(Stored data entries)
*** Block opens ***

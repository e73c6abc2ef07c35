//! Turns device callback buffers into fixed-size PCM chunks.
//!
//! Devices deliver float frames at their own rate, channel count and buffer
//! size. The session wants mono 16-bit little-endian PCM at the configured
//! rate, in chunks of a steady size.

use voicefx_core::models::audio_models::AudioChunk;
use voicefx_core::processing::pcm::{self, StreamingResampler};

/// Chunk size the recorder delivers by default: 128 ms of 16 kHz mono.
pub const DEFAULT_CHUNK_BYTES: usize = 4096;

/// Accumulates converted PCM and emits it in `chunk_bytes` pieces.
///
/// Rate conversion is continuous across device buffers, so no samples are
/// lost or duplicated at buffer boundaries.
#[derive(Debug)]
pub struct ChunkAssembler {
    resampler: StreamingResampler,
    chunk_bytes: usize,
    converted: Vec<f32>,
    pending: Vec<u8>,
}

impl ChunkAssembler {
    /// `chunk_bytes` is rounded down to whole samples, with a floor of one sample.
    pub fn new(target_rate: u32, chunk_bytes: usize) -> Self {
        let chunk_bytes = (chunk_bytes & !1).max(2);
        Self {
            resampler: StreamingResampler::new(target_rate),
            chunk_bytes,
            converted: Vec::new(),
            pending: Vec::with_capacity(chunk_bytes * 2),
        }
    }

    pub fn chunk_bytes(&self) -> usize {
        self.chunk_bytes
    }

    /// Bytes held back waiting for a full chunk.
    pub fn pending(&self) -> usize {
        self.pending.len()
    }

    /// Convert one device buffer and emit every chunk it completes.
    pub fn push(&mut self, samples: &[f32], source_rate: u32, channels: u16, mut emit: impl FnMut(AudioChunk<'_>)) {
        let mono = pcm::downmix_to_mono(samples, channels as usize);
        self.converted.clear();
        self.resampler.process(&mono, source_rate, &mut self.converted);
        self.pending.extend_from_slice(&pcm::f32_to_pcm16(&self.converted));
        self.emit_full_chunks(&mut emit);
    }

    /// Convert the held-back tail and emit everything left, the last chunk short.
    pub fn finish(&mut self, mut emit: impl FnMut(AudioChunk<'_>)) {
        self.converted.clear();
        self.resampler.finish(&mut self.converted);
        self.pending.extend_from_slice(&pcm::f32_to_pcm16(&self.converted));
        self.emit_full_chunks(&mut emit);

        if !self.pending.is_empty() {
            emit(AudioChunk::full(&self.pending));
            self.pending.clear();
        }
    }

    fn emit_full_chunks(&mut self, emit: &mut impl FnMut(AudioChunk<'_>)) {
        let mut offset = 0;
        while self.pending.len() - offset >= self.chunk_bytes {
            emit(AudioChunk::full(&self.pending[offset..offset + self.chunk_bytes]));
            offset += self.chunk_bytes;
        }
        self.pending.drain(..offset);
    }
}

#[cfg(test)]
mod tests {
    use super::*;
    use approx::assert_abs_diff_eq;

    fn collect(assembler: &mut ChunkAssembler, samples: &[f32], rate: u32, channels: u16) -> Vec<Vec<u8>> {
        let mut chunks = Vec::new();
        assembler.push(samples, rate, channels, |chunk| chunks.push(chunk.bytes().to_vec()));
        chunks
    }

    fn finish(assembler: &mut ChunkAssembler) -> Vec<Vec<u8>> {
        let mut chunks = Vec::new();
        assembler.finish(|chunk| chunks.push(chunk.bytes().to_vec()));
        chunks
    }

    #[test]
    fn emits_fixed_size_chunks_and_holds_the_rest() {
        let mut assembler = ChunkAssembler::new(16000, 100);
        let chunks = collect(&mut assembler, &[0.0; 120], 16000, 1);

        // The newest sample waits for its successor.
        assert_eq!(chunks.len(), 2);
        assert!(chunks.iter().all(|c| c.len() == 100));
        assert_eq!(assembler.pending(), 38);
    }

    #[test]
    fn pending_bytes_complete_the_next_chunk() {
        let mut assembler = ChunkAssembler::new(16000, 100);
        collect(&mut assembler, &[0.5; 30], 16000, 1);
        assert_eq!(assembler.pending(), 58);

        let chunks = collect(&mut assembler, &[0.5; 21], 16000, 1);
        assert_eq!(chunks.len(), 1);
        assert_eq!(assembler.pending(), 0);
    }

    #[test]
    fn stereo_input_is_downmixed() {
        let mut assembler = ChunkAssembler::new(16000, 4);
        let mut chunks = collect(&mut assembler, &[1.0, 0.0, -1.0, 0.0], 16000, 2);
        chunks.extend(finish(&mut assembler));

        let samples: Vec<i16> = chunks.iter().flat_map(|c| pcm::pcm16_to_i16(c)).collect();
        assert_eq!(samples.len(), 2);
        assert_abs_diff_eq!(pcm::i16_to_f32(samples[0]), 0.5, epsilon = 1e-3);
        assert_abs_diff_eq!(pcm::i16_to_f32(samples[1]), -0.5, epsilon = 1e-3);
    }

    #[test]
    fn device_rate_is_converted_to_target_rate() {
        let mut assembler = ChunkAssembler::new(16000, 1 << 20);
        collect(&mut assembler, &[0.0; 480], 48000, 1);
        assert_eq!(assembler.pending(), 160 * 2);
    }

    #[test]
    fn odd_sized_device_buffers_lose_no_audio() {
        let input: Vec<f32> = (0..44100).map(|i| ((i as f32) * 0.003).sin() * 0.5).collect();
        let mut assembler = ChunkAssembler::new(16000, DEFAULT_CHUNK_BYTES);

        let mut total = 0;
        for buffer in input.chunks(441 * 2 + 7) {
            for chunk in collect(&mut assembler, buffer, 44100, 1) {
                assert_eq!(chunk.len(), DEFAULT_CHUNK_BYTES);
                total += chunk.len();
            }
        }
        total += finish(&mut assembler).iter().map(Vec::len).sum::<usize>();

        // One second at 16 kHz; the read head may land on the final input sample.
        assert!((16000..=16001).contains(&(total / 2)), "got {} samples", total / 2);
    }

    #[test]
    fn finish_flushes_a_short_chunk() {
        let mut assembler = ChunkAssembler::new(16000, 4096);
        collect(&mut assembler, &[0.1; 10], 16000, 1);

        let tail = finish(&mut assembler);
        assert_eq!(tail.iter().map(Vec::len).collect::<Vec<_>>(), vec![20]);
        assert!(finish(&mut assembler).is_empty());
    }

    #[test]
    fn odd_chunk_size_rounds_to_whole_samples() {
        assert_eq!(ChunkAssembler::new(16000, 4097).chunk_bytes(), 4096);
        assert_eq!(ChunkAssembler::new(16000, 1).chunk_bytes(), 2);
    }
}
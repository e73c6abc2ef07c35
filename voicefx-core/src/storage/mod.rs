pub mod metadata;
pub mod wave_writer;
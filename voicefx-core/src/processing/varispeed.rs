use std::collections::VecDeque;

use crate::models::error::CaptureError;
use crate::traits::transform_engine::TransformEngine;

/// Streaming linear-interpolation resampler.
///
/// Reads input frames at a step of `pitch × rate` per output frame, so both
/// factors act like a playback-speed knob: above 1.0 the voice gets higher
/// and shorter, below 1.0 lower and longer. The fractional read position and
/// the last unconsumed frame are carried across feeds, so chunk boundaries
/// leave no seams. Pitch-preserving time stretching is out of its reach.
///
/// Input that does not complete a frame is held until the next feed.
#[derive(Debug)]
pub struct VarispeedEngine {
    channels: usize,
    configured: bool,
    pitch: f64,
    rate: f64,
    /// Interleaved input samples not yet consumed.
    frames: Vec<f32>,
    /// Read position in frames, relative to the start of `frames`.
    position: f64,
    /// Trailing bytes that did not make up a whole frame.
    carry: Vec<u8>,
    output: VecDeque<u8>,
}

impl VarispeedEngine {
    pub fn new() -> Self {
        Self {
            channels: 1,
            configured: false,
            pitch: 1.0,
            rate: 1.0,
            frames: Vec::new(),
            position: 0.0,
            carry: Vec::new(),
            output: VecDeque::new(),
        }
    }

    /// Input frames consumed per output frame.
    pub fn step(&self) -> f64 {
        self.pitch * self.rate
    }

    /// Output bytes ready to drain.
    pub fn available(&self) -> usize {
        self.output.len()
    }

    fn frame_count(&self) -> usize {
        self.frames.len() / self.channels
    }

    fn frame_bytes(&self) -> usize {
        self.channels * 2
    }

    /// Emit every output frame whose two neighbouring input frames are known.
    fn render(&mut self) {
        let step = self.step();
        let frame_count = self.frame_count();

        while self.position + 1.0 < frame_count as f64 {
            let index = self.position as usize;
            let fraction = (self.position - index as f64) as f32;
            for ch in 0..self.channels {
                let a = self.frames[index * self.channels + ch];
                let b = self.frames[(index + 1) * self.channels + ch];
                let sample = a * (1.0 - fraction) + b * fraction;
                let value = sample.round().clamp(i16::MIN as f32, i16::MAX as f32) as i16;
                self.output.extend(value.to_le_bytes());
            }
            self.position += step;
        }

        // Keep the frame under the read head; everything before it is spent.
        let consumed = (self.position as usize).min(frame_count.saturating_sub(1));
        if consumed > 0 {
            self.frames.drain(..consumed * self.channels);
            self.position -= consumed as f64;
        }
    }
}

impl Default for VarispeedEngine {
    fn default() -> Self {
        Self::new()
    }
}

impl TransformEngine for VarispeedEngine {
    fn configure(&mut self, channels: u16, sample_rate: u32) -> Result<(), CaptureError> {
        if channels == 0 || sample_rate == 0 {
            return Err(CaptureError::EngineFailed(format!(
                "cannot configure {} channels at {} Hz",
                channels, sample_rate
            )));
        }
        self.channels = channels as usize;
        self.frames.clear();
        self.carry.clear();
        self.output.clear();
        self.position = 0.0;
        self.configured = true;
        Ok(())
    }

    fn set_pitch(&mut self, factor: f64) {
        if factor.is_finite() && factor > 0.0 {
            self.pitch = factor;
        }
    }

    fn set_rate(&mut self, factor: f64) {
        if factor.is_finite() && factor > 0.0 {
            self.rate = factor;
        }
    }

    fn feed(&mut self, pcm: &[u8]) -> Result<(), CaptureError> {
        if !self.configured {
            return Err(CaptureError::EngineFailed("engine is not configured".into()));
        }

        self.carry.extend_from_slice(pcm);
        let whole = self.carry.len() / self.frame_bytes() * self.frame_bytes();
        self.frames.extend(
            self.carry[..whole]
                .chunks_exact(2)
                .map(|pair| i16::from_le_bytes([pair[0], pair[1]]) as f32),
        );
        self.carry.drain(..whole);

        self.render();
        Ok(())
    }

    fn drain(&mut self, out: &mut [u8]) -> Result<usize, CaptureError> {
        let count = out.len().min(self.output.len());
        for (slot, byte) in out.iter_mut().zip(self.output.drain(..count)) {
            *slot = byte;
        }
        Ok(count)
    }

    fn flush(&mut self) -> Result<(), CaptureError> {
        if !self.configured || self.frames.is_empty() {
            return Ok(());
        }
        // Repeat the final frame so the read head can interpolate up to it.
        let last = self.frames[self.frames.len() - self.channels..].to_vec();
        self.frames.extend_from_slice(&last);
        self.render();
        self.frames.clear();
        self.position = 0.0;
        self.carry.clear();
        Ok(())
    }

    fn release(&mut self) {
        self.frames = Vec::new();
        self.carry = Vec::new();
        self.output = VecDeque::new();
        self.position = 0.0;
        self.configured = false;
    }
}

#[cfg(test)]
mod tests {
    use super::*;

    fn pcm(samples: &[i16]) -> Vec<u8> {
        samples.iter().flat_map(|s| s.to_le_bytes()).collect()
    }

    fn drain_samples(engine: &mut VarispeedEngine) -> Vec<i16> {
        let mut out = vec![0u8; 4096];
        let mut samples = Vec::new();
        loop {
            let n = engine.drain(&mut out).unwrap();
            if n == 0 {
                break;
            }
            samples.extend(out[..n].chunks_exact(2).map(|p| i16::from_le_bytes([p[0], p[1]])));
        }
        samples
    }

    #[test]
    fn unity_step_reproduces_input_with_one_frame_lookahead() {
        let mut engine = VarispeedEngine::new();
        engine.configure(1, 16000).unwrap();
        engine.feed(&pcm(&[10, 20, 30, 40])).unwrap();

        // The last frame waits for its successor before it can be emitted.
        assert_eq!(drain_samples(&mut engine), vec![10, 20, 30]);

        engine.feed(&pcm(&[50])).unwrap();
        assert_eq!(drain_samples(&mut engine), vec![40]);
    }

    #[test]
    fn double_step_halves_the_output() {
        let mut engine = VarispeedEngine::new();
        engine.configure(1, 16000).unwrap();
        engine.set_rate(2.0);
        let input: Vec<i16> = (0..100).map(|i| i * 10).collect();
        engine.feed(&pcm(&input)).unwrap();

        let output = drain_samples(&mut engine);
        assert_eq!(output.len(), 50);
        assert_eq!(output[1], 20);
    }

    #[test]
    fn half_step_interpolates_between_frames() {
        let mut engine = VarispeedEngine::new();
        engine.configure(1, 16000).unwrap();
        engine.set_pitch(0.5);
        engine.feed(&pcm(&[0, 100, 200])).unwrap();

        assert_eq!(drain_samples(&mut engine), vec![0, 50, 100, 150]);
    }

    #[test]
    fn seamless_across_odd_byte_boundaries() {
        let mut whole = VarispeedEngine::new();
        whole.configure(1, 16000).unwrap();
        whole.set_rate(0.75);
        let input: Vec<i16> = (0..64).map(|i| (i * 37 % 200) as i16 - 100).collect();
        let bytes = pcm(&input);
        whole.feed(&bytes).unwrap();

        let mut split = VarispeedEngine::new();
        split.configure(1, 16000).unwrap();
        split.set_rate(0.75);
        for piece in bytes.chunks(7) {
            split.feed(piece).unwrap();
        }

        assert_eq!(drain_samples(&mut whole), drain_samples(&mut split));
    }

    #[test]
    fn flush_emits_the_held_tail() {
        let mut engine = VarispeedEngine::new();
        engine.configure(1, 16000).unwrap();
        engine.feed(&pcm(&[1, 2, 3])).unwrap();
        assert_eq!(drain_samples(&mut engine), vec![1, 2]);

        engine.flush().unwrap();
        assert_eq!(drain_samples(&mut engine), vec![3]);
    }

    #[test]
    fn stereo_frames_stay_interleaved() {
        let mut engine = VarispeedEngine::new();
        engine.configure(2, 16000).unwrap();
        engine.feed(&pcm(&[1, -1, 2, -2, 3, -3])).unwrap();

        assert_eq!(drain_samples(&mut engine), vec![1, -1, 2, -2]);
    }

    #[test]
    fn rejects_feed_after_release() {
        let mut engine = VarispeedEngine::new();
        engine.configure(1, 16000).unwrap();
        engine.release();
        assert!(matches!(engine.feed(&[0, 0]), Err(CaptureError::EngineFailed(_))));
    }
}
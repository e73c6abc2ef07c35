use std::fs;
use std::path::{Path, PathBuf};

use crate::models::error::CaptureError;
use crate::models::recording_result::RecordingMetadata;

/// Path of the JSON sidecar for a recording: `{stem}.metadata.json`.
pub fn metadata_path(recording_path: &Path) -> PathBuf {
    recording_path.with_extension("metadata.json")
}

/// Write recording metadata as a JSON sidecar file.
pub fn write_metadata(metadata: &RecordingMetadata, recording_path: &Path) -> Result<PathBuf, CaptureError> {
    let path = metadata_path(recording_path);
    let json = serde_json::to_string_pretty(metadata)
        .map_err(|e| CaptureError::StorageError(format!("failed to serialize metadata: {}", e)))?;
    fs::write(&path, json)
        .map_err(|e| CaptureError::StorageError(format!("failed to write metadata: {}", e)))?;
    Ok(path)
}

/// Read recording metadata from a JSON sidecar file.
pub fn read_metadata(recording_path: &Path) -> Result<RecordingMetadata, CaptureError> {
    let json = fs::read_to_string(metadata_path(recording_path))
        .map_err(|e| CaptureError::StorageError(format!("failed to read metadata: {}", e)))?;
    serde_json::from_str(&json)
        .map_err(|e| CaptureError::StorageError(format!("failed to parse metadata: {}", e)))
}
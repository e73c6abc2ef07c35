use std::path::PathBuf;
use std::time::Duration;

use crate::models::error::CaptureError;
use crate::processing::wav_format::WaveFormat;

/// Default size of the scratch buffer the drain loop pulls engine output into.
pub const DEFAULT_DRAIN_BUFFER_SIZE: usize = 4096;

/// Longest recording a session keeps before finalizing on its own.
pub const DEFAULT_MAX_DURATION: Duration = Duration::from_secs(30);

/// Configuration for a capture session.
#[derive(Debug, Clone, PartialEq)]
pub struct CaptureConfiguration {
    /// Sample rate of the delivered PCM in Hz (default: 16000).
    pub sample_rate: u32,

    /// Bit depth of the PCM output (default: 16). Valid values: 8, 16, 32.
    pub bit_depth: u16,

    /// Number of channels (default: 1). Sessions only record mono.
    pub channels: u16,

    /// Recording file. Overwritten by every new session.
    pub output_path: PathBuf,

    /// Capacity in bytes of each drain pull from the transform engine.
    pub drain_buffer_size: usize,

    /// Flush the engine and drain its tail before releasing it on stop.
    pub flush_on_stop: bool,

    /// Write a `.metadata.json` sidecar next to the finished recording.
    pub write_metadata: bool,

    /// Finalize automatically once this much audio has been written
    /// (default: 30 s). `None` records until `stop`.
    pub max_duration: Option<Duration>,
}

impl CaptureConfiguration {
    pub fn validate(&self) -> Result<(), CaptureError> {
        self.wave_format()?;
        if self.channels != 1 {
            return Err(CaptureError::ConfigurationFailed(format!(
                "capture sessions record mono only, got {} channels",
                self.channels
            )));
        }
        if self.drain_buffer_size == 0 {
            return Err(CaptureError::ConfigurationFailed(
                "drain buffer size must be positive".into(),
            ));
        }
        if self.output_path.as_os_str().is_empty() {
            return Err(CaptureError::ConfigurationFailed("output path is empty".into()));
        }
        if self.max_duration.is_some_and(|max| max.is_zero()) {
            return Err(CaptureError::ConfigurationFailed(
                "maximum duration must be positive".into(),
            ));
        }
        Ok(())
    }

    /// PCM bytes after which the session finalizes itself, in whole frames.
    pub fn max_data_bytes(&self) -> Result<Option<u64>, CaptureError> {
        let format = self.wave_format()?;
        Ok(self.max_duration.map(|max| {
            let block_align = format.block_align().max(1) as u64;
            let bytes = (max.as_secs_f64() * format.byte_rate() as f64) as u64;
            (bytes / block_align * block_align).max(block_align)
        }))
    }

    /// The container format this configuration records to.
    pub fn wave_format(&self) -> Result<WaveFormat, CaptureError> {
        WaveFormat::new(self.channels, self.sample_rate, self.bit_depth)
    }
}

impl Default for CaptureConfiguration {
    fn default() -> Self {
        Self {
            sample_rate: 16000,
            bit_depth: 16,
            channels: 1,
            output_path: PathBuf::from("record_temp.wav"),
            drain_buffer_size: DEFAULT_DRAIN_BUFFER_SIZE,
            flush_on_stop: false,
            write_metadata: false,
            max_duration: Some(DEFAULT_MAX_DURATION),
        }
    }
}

*** Block closes ***

[What needs to be done]: Copy the lines from the entries above in which the word "EngineFailed" appears.

[Exercise response]:
            return Err(CaptureError::EngineFailed(format!(
            return Err(CaptureError::EngineFailed("engine is not configured".into()));
        assert!(matches!(engine.feed(&[0, 0]), Err(CaptureError::EngineFailed(_))));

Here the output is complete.